Sur le trottoir, devant la vitrine de sa boutique de vêtements de grossesse, elle attend le taxi qui la ramènera chez elle. Emmitouflée dans un manteau de fourrure, elle patiente dans Maman sur la scène du théâtre Édouard VII. Un jeune homme la dépasse, revient et l’interroge : « C’est combien ? » Cette gênante question pour les deux protagonistes établit les fondements du fruit d’une rencontre impromptue. Elle est engageante, lui peu loquace. Elle semble heureuse, lui perdu. Elle paraît ne pas lui en tenir rigueur, lui s’en veut de sa méprise. Le taxi interrompt ces premiers échanges. De retour chez elle, Jeanne rapporte sa mésaventure à son mari et lui suggère une idée folle. Cette femme ordinaire pourvue d’un brin de fantaisie et de largesse d’esprit nécessaires pour rompre la routine, dévoile sa fêlure. Meurtrie dans sa chair un soir comme celui-ci, les blessures de l’âme s’apprêtent à cicatriser grâce à sa rencontre fortuite avec un jeune homme.
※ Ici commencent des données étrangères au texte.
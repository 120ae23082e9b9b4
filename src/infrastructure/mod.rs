pub mod observability;
pub mod persistence;
pub mod repositories;

pub use repositories::{
    InMemoryCandleRepository, InMemoryFeatureStore, InMemoryModelRegistry,
    InMemoryPredictionStore, InMemorySignalStore,
};
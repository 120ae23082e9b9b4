//! Push-based metrics reporter
//!
//! Emits one structured JSON line per finished cycle on stdout.
//!
//! **Security**: This system only SENDS data, never accepts requests.

use crate::infrastructure::observability::metrics::Metrics;
use serde::Serialize;
use std::time::{Duration, Instant};
use tracing::warn;

/// Metrics snapshot for JSON output
#[derive(Serialize)]
pub struct MetricsSnapshot<'a, T: Serialize> {
    pub timestamp: String,
    pub uptime_seconds: u64,
    pub version: String,
    pub cycle_duration_ms: u128,
    pub cycle: &'a T,
}

/// Push-based metrics reporter
pub struct MetricsReporter {
    metrics: Metrics,
    start_time: Instant,
}

impl MetricsReporter {
    pub fn new(metrics: Metrics) -> Self {
        Self {
            metrics,
            start_time: Instant::now(),
        }
    }

    /// Update cycle gauges and build the snapshot
    pub fn snapshot<'a, T: Serialize>(
        &self,
        cycle: &'a T,
        elapsed: Duration,
    ) -> MetricsSnapshot<'a, T> {
        let uptime = self.start_time.elapsed().as_secs();
        let now = chrono::Utc::now();

        self.metrics.uptime_seconds.set(uptime as f64);
        self.metrics
            .cycle_duration_seconds
            .observe(elapsed.as_secs_f64());
        self.metrics.last_cycle_timestamp.set(now.timestamp() as f64);

        MetricsSnapshot {
            timestamp: now.to_rfc3339(),
            uptime_seconds: uptime,
            version: env!("CARGO_PKG_VERSION").to_string(),
            cycle_duration_ms: elapsed.as_millis(),
            cycle,
        }
    }

    pub fn report<T: Serialize>(&self, cycle: &T, elapsed: Duration) {
        let snapshot = self.snapshot(cycle, elapsed);
        match serde_json::to_string(&snapshot) {
            // Special prefix so logs can be easily filtered
            Ok(json) => println!("METRICS_JSON:{}", json),
            Err(e) => warn!("Failed to serialize metrics: {}", e),
        }
    }
}
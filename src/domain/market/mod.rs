// Market data domain
pub mod candle;
pub mod timeframe;

pub use candle::Candle;
pub use timeframe::Timeframe;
Une mélodieuse mélancolie résonne lors des passages de la devanture, sublimée par une chaleureuse décoration de noël, à la demeure peu chargée en mobilier d’Emmanuelle Roy. Samuel Benchetrit signe une pièce émouvante empreinte de simplicité, de sincérité, d’absurde et d’humour. Il offre à Vanessa Paradis des débuts prometteurs sur les planches. Sa frêle silhouette devient celle de Jeanne, une mère au désœuvrement dissimulé par son naturel. Elle forme un couple attachant avec Bernard, bonhomme résigné et conciliant campé par Éric Elmosnino. Félix Moati incarne la désinvolture d’un jeu homme esseulé. Gabor Rassov complète la distribution, en promeneur nocturne. Ces personnages malheureux s’avèrent prêts à s’unir et à saisir les opportunités d’un instant de joie ou d’un avenir plus doux.

Maman est une pièce dans laquelle s’accordent tendresse et rires.

Maman au théâtre Édouard VII (9e).
Du 14 septembre 2021 au 16 janvier 2022.
Du mardi au samedi à 21h, les samedis à 16h30 et les dimanches à 16h.